Die Linke's constituency candidates for Friedrichshain-Kreuzberg, 13 December 2025: Michael Efler, Kerstin Wolter, Damiano Valgolio, Eralp and Ekkehard Spiegel

On 9 October 2025 the Berlin state executive of Die Linke unanimously nominated Eralp as the party's lead candidate for the state election of 20 September 2026 and as its candidate for Governing Mayor. The party built its campaign largely around Eralp personally and ran an extensive door-to-door canvassing operation; in spring 2026 it brought in Morris Katz, a strategist who had worked on Zohran Mamdani's New York campaign, as an adviser. Support for Die Linke and the left was also mobilised by the recent AfD victory in the 2026 Saxony-Anhalt state election. Rent and housing policy were at the centre of the campaign: Eralp said one of her first acts in office would be a rent cap, and the party made its entry into government conditional on implementing the 2021 Deutsche Wohnen & Co. enteignen referendum on expropriating large housing companies. She also argued that the AfD should be banned.

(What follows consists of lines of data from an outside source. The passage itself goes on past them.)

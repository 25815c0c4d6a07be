//! Durable pause flags: global, per-user and per-instance.
//!
//! Global and per-user flags live in the `settings` table; the instance
//! flag lives on the instance's status row. The registry keeps a cache that
//! the coordinator refreshes at the start of every cycle. Writes made through
//! the registry go to the store first and then update the cache, so they are
//! visible to a dispatch already in progress.

use std::collections::BTreeSet;
use std::sync::Arc;

use serde::Serialize;
use tokio::sync::RwLock;
use tracing::info;

use crate::error::WorkerError;
use crate::store::Database;

/// Settings owner used for system-wide flags.
pub const SYSTEM_SETTINGS_USER: &str = "system";
/// Settings key for the global pause flag.
pub const GLOBAL_PAUSE_KEY: &str = "global_pause";
/// Settings key for a per-user pause flag (owner = user id).
pub const USER_PAUSE_KEY: &str = "worker_paused";

/// Snapshot of every pause flag relevant to one instance.
#[derive(Debug, Clone, Default, PartialEq, Eq, Serialize)]
pub struct PauseState {
    pub global_paused: bool,
    pub paused_users: BTreeSet<i64>,
    pub instance_paused: bool,
}

pub struct PauseRegistry {
    db: Arc<dyn Database>,
    instance: String,
    state: RwLock<PauseState>,
}

fn flag_set(value: &serde_json::Value) -> bool {
    match value {
        serde_json::Value::Bool(b) => *b,
        serde_json::Value::String(s) => s.eq_ignore_ascii_case("true"),
        serde_json::Value::Number(n) => n.as_i64().is_some_and(|n| n != 0),
        _ => false,
    }
}

impl PauseRegistry {
    pub fn new(db: Arc<dyn Database>, instance: impl Into<String>) -> Self {
        Self {
            db,
            instance: instance.into(),
            state: RwLock::new(PauseState::default()),
        }
    }

    pub fn instance(&self) -> &str {
        &self.instance
    }

    /// Reload every flag from the store. Failure leaves the cache untouched.
    pub async fn refresh(&self) -> Result<PauseState, WorkerError> {
        let global = self
            .db
            .get_setting(SYSTEM_SETTINGS_USER, GLOBAL_PAUSE_KEY)
            .await
            .map_err(|e| WorkerError::Pause(e.to_string()))?;

        let users = self
            .db
            .list_settings_by_key(USER_PAUSE_KEY)
            .await
            .map_err(|e| WorkerError::Pause(e.to_string()))?;

        let instance_paused = self
            .db
            .get_worker_status(&self.instance)
            .await
            .map_err(|e| WorkerError::Pause(e.to_string()))?
            .is_some_and(|s| s.pause_requested);

        let paused_users = users
            .into_iter()
            .filter(|(_, value)| flag_set(value))
            .filter_map(|(owner, _)| owner.parse::<i64>().ok())
            .collect();

        let fresh = PauseState {
            global_paused: global.as_ref().is_some_and(flag_set),
            paused_users,
            instance_paused,
        };
        *self.state.write().await = fresh.clone();
        Ok(fresh)
    }

    pub async fn snapshot(&self) -> PauseState {
        self.state.read().await.clone()
    }

    pub async fn is_globally_paused(&self) -> bool {
        self.state.read().await.global_paused
    }

    pub async fn is_user_paused(&self, user_id: i64) -> bool {
        self.state.read().await.paused_users.contains(&user_id)
    }

    pub async fn is_instance_paused(&self) -> bool {
        self.state.read().await.instance_paused
    }

    // ── Global ──────────────────────────────────────────────────────

    pub async fn pause_global(&self) -> Result<(), WorkerError> {
        self.set_global(true).await
    }

    pub async fn resume_global(&self) -> Result<(), WorkerError> {
        self.set_global(false).await
    }

    async fn set_global(&self, paused: bool) -> Result<(), WorkerError> {
        self.db
            .set_setting(
                SYSTEM_SETTINGS_USER,
                GLOBAL_PAUSE_KEY,
                &serde_json::Value::Bool(paused),
            )
            .await?;
        self.state.write().await.global_paused = paused;
        info!(paused, "Global pause updated");
        Ok(())
    }

    // ── Per user ────────────────────────────────────────────────────

    pub async fn pause_user(&self, user_id: i64) -> Result<(), WorkerError> {
        self.db
            .set_setting(
                &user_id.to_string(),
                USER_PAUSE_KEY,
                &serde_json::Value::Bool(true),
            )
            .await?;
        self.state.write().await.paused_users.insert(user_id);
        info!(user_id, "User generation paused");
        Ok(())
    }

    pub async fn resume_user(&self, user_id: i64) -> Result<(), WorkerError> {
        self.db
            .delete_setting(&user_id.to_string(), USER_PAUSE_KEY)
            .await?;
        self.state.write().await.paused_users.remove(&user_id);
        info!(user_id, "User generation resumed");
        Ok(())
    }

    // ── Instance ────────────────────────────────────────────────────

    pub async fn pause_instance(&self) -> Result<(), WorkerError> {
        self.set_instance(true).await
    }

    pub async fn resume_instance(&self) -> Result<(), WorkerError> {
        self.set_instance(false).await
    }

    async fn set_instance(&self, paused: bool) -> Result<(), WorkerError> {
        self.db.set_instance_pause(&self.instance, paused).await?;
        self.state.write().await.instance_paused = paused;
        info!(instance = %self.instance, paused, "Instance pause updated");
        Ok(())
    }
}

#[cfg(test)]
mod tests {
    use super::*;
    use crate::store::LibSqlBackend;

    async fn registry() -> (Arc<dyn Database>, PauseRegistry) {
        let db: Arc<dyn Database> = Arc::new(LibSqlBackend::new_memory().await.unwrap());
        let registry = PauseRegistry::new(Arc::clone(&db), "w1");
        (db, registry)
    }

    #[tokio::test]
    async fn writes_update_cache_immediately() {
        let (_db, registry) = registry().await;
        assert!(!registry.is_globally_paused().await);

        registry.pause_global().await.unwrap();
        registry.pause_user(42).await.unwrap();
        registry.pause_instance().await.unwrap();
        assert!(registry.is_globally_paused().await);
        assert!(registry.is_user_paused(42).await);
        assert!(!registry.is_user_paused(7).await);
        assert!(registry.is_instance_paused().await);

        registry.resume_user(42).await.unwrap();
        registry.resume_global().await.unwrap();
        assert!(!registry.is_user_paused(42).await);
        assert!(!registry.is_globally_paused().await);
    }

    #[tokio::test]
    async fn flags_survive_a_new_registry() {
        let (db, registry) = registry().await;
        registry.pause_global().await.unwrap();
        registry.pause_user(3).await.unwrap();
        registry.pause_instance().await.unwrap();

        let reopened = PauseRegistry::new(db, "w1");
        assert_eq!(reopened.snapshot().await, PauseState::default());
        let state = reopened.refresh().await.unwrap();
        assert!(state.global_paused);
        assert!(state.instance_paused);
        assert_eq!(state.paused_users.into_iter().collect::<Vec<_>>(), vec![3]);
    }

    #[tokio::test]
    async fn instance_flag_is_per_instance() {
        let (db, registry) = registry().await;
        registry.pause_instance().await.unwrap();

        let other = PauseRegistry::new(db, "w2");
        assert!(!other.refresh().await.unwrap().instance_paused);
    }

    #[tokio::test]
    async fn refresh_picks_up_external_writes() {
        let (db, registry) = registry().await;
        db.set_setting("9", USER_PAUSE_KEY, &serde_json::json!("true"))
            .await
            .unwrap();
        db.set_setting("10", USER_PAUSE_KEY, &serde_json::json!(false))
            .await
            .unwrap();
        db.set_setting("not-a-user", USER_PAUSE_KEY, &serde_json::json!(true))
            .await
            .unwrap();

        let state = registry.refresh().await.unwrap();
        assert!(state.paused_users.contains(&9));
        assert!(!state.paused_users.contains(&10));
        assert_eq!(state.paused_users.len(), 1);
    }
}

Eralp showing a necklace reading Mietendeckel ("rent cap") at the campaign's closing rally, 18 September 2026

Two controversies arose during the campaign. At an event organized by the party's Neukölln district association in late August 2026, a rapper performing a song about the war in Gaza used the line "death to the Israeli army". Eralp and state chair Kerstin Wolter condemned the performance in the strongest terms. Eralp said she was appalled, and that those responsible should have intervened at once. At a discussion held by Berlin's Jewish Community on 9 September 2026 she said that antisemitism was a problem for society as a whole and existed within Die Linke as well, but that the large majority of the party supported the protection of Jewish life. She added that she expected the Neukölln incident to be investigated and to have consequences.

Eralp at the closing rally in front of the Red City Hall, two days before the election

At the election on 20 September 2026 Die Linke took 25.7% of the list vote, a gain of 13.4 percentage points on 2023, and won 47 of the 158 seats. It became the largest party in the House of Representatives for the first time in its history. The CDU took 18.8%, the AfD 16.3%, the Greens 14.3% and the SPD 12.1%, the SPD's worst recorded result in Berlin; the Sahra Wagenknecht Alliance fell below the threshold on 4.7% and turnout was 74.2%. Eralp won the Friedrichshain-Kreuzberg 1 constituency on the first vote, entering the House as a directly elected member.

On election night Eralp said the mandate to form a government fell to her party and that it would not retreat on expropriation, declaring that "if Die Linke governs, expropriation will happen". The following day Die Linke invited the Greens and the SPD to exploratory talks. Both a Left–Green–SPD coalition and a CDU–Green–SPD coalition were arithmetically possible, and the CDU lead candidate Stefan Evers was named alongside Eralp as a possible Governing Mayor. SPD lead candidate Steffen Krach and Green lead candidate Werner Graf said they expected an explicit commitment against antisemitism from Die Linke as a condition of any coalition. Eralp replied that the party's promise of protection applied to Muslims and Christians as well as Jews, and to everyone in the city.

==Personal life==
Eralp is married and a mother of two children.